Ministry of change
Ministry of change
The prospect that China will soon become a market of 200 million relatively prosperous consumers is attracting many foreign investors and businessmen. And trade liberalisation measures and improved negotiating terms for foreign companies are a further encouragement.
Yet the task of establishing a presence on the mainland has not eased. Simply keeping track of evolving trade requirements and ministry responsibilities is a task in itself. But adopting a fully-fledged, multi-market approach that the market now deserves requires even more commitment.
In the absence of legal redress and growing corruption, negotiating skills must also be sharpened. The delegation of negotiating authority and greater independence for government-affiliated companies has created a more balanced though complex network of influence. Previously, central government dictated the terms. Now, a variety of local government and Chinese partners can help foreign companies forge a deal with the relevant central government bodies.
The Ministry of Foreign Economic Relations and Trade (Mofert) is the vehicle for implementing much of China's foreign business policy. It was established in 1982 to carry out policy on foreign trade and investment as part of the State Plan.

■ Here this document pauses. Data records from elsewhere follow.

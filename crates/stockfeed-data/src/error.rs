//! 데이터 모듈 오류 타입.
//!
//! 업스트림 API 실패는 여기 포함되지 않습니다. 그것은
//! [`FetchOutcome`](stockfeed_core::FetchOutcome)으로 값처럼 전달됩니다.
//! `DataError`는 로컬 저장소(진행 파일, CSV)와 클라이언트 구성 실패만 다룹니다.

use std::path::{Path, PathBuf};

use thiserror::Error;

/// 데이터 관련 오류.
#[derive(Debug, Error)]
pub enum DataError {
    /// 파일 입출력 오류
    #[error("IO error ({path}): {source}")]
    Io {
        path: PathBuf,
        #[source]
        source: std::io::Error,
    },

    /// CSV 읽기/쓰기 오류
    #[error("CSV error: {0}")]
    Csv(#[from] csv::Error),

    /// 직렬화/역직렬화 오류
    #[error("Serialization error: {0}")]
    SerializationError(String),

    /// 잘못된 데이터 형식
    #[error("Invalid data: {0}")]
    InvalidData(String),

    /// 설정 오류 (자격증명 누락 등)
    #[error("Configuration error: {0}")]
    ConfigError(String),

    /// HTTP 클라이언트 생성 실패
    #[error("HTTP client error: {0}")]
    HttpClient(String),
}

impl DataError {
    pub fn io(path: impl AsRef<Path>, source: std::io::Error) -> Self {
        Self::Io {
            path: path.as_ref().to_path_buf(),
            source,
        }
    }
}

impl From<serde_json::Error> for DataError {
    fn from(err: serde_json::Error) -> Self {
        DataError::SerializationError(err.to_string())
    }
}

impl From<reqwest::Error> for DataError {
    fn from(err: reqwest::Error) -> Self {
        DataError::HttpClient(err.to_string())
    }
}

pub type Result<T> = std::result::Result<T, DataError>;
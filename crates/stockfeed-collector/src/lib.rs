//! 이어받기 가능한 KRX / 뉴스 배치 수집기.
//!
//! 이 crate는 호출 한도가 있는 외부 API에서 데이터를 모으는 바이너리와 라이브러리를 제공합니다:
//! - KRX 일별 매매정보 / 종목 기본정보 (기준일 단위, 워터마크 진행)
//! - 네이버 / 카카오(다음) 뉴스 키워드 수집 (병렬, 체크포인트)
//! - 진행 상태 조회 / 초기화
//!
//! 호출 한도에 걸리면 그때까지의 결과와 진행 상태를 저장하고 멈춥니다.
//! 다음 실행은 남은 작업부터 이어갑니다.

pub mod config;
pub mod error;
pub mod modules;
pub mod service;
pub mod state;
pub mod stats;

pub use config::{CollectorConfig, DaemonConfig, KrxConfig, NewsConfig};
pub use error::{CollectorError, ErrorCategory, Result};
pub use state::CollectorState;
pub use stats::CollectionStats;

Mofert has equal status to other ministries, like those for tourism and textiles. Each operates according to a blueprint laid down by the Planning Commission and reports to the State Council. Responsibilities inevitably overlap and are now evolving rapidly thanks to the transformation to market economy.
The biggest changes are yet to come. The state cutbacks announced by the National Congress in March are the start of a massive reduction in the influence of the Planning Commission and individual ministries and departments.
And just as the war on bureaucracy is being waged on all fronts, the specific changes to Mofert that will emerge from the current negotiations with central government must be put in the context of an opening up of trade over the past decade. In other words, Mofert must adapt to reflect an economy that allows joint venture companies and foreign investors to re-export.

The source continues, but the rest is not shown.